Saved data entries:

━━━━━━━━━━━━━━━━━━━━━━━━━━━━━━

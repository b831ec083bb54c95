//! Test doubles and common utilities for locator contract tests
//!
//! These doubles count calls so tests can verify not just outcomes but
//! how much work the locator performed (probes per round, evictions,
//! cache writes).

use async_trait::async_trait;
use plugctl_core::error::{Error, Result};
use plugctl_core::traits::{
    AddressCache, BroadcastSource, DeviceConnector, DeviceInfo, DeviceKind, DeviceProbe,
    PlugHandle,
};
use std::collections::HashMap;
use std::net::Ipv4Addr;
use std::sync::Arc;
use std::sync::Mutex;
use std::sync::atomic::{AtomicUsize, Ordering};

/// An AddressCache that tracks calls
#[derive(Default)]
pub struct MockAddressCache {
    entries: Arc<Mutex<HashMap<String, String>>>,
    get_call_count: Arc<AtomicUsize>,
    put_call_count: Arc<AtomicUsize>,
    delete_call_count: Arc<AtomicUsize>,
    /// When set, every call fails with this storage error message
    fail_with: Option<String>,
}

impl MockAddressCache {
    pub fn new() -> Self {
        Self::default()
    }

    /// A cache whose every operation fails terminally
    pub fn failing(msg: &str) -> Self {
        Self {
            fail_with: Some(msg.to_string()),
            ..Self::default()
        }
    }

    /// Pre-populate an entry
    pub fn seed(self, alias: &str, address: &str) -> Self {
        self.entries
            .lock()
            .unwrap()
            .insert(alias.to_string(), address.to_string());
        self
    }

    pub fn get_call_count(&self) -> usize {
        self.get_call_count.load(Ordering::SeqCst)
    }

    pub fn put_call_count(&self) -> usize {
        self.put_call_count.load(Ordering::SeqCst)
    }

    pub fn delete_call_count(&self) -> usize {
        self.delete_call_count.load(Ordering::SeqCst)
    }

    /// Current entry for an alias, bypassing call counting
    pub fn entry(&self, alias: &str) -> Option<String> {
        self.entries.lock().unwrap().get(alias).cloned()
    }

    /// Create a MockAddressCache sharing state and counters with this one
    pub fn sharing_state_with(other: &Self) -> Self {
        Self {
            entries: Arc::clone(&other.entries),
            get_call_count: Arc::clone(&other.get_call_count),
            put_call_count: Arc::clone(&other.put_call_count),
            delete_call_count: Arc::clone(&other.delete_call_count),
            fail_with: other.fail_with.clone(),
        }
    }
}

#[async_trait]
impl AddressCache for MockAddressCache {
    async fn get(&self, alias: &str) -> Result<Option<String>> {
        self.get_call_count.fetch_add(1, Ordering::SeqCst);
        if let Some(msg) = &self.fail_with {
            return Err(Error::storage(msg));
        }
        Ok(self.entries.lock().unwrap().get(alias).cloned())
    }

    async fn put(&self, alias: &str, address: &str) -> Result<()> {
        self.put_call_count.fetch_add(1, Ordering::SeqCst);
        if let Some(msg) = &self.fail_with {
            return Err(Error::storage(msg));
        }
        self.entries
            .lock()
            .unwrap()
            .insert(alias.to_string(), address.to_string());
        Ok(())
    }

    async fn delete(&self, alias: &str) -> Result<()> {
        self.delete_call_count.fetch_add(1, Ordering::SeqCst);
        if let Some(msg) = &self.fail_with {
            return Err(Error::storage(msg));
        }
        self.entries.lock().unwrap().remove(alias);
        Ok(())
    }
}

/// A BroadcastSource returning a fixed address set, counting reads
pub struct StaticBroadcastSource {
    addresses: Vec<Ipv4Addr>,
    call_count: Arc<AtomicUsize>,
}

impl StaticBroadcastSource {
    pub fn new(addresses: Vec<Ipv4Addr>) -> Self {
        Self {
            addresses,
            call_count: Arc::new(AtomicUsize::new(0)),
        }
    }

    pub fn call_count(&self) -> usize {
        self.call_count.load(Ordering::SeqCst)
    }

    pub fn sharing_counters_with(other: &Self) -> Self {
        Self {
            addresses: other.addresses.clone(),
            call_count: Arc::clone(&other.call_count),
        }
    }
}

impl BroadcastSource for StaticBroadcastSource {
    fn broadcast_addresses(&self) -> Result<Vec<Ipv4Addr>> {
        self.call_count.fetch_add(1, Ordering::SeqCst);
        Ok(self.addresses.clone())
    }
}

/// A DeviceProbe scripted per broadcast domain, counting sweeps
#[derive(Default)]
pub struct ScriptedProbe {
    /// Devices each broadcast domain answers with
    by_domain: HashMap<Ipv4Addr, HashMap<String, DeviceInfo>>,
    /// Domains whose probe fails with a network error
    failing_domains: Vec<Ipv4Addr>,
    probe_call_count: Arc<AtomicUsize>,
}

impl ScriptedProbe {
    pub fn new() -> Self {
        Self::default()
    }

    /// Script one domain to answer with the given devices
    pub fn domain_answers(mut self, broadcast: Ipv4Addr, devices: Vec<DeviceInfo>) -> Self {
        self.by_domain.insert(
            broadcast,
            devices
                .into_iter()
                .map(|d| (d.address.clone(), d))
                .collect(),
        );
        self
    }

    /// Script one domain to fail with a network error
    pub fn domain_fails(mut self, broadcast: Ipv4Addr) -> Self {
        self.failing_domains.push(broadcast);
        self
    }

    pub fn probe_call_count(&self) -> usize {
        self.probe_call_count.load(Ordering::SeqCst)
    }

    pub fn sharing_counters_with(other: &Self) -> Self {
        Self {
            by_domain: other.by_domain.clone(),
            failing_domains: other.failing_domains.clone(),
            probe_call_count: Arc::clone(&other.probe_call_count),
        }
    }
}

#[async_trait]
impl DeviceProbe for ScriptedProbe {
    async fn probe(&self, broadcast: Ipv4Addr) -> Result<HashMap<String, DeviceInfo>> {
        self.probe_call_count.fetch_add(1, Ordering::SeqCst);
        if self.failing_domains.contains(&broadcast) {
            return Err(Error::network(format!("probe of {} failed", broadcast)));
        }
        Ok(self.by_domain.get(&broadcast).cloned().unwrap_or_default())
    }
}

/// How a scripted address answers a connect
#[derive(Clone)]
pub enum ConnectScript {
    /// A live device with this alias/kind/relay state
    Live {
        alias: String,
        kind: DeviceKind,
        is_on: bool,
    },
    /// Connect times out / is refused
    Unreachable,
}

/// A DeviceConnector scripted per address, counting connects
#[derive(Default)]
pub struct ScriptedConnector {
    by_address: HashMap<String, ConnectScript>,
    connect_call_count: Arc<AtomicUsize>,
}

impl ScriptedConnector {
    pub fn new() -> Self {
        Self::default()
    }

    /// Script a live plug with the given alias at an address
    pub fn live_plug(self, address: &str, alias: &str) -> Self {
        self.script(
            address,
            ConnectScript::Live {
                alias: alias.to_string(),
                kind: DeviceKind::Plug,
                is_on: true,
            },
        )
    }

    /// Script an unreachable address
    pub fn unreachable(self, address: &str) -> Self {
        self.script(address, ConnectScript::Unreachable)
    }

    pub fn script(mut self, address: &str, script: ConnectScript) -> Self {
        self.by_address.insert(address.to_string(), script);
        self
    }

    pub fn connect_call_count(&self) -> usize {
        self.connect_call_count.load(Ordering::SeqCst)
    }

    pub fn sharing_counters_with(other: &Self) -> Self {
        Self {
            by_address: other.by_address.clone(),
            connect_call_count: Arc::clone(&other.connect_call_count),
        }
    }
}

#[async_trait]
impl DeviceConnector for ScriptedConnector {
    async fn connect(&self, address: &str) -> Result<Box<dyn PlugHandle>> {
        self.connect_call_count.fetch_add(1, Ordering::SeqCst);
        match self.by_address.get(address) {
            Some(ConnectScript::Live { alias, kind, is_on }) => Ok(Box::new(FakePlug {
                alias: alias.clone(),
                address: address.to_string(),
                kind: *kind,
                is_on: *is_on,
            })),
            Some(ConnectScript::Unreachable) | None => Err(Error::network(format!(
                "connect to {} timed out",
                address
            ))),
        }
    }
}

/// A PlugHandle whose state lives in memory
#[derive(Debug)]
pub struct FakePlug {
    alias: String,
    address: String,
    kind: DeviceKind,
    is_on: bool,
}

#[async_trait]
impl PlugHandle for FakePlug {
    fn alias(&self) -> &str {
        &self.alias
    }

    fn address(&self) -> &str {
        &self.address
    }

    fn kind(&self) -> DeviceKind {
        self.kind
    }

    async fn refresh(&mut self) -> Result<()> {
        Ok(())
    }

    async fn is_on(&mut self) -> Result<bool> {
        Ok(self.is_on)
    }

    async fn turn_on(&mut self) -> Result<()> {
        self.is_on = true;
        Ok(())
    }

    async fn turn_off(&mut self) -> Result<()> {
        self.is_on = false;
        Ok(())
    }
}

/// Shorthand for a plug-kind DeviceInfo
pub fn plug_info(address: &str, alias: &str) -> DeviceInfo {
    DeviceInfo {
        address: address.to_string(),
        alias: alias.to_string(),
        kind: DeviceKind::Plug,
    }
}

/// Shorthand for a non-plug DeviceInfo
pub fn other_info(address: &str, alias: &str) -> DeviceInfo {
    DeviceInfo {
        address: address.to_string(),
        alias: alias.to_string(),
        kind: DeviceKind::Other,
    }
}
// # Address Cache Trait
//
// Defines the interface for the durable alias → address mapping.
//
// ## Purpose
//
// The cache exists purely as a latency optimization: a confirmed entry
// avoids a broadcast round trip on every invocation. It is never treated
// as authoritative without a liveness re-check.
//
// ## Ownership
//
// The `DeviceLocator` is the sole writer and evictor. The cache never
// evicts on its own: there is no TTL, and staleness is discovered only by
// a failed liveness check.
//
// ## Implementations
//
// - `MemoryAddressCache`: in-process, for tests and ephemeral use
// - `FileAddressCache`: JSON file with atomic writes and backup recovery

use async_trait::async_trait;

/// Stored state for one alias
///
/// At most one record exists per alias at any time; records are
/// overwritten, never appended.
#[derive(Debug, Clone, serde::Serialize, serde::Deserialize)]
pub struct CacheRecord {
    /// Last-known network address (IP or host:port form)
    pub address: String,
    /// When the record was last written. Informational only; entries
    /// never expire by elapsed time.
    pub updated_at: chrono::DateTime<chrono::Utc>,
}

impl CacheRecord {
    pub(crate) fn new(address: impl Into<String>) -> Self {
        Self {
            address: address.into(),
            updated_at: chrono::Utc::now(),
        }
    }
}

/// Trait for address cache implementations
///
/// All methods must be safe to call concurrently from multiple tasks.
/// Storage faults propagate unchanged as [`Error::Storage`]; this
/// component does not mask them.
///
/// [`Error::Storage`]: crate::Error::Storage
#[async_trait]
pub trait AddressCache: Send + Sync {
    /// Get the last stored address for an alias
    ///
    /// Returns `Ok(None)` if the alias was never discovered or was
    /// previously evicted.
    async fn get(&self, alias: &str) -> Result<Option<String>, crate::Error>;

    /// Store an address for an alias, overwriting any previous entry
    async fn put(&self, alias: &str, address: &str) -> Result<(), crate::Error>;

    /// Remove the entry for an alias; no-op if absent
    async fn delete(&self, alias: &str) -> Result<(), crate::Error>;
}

━━━━━━━━━━━━━━━━━━━━━━━━━━━━━━

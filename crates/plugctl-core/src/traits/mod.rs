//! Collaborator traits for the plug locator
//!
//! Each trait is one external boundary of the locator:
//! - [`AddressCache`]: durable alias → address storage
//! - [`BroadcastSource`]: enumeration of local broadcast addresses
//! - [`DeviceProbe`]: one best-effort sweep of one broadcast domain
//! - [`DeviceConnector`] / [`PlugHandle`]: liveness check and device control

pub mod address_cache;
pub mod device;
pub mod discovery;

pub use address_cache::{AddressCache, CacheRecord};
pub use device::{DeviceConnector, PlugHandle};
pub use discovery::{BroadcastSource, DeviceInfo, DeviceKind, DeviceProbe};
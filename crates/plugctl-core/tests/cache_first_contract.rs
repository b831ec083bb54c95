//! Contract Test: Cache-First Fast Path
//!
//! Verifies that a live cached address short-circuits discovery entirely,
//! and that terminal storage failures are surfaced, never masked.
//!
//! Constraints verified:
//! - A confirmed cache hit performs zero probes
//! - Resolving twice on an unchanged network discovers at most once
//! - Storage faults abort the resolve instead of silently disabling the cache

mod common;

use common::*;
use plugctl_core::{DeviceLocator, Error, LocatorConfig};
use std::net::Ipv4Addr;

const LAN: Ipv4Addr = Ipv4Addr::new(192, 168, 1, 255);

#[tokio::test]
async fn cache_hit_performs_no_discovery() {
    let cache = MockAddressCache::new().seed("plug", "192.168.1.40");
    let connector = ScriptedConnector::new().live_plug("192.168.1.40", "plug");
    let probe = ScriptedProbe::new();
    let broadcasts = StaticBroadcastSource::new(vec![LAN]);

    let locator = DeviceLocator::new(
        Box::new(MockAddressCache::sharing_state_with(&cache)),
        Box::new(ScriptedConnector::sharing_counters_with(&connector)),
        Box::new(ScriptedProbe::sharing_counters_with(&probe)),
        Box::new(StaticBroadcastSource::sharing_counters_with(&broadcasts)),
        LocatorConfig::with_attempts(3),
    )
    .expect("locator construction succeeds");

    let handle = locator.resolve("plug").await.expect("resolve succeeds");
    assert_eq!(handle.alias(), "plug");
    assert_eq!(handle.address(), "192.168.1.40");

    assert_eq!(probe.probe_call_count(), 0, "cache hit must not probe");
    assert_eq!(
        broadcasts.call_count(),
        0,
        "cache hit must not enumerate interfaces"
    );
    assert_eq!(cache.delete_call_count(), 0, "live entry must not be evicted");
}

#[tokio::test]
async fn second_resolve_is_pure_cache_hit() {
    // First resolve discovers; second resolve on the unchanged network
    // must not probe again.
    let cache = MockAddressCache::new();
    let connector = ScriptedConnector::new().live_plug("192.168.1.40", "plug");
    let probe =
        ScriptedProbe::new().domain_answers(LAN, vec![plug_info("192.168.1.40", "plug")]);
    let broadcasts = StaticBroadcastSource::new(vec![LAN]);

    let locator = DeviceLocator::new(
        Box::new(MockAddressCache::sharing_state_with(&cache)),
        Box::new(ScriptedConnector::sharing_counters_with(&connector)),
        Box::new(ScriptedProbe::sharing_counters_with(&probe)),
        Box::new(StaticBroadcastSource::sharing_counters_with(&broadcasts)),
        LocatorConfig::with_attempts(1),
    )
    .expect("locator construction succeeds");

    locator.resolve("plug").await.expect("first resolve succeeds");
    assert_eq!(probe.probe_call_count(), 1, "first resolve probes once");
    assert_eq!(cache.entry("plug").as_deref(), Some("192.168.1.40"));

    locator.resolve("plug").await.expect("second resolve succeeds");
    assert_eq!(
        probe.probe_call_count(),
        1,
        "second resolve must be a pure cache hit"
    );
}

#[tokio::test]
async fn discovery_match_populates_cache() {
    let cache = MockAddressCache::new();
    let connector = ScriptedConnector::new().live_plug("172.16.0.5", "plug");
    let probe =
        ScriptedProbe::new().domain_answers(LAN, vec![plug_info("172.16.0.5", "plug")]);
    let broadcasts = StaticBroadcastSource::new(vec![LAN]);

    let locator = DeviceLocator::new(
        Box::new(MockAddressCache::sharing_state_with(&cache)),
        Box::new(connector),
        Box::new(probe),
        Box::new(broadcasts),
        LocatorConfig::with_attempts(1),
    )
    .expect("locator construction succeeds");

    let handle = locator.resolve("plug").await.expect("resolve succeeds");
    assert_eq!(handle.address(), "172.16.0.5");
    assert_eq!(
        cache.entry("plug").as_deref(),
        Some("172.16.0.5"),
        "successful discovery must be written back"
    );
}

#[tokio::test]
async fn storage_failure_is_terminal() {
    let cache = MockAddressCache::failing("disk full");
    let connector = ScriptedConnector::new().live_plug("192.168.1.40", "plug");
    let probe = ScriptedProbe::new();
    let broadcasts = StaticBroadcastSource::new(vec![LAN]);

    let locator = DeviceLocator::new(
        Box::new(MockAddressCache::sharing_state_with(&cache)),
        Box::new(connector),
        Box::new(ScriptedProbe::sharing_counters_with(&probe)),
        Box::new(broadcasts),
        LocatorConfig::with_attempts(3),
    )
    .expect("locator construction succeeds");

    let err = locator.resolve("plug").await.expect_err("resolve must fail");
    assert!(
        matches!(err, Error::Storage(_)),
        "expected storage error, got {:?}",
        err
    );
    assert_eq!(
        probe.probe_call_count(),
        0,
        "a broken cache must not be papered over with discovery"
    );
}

━━━━━━━━━━━━━━━━━━━━━━━━━━━━━━

• [DESCRIPTION OF THE TASK]:
Your reply is to be the number of lines above in which the word "whose" appears, and nothing else.

• [ANSWER FOR THIS EXERCISE]:
3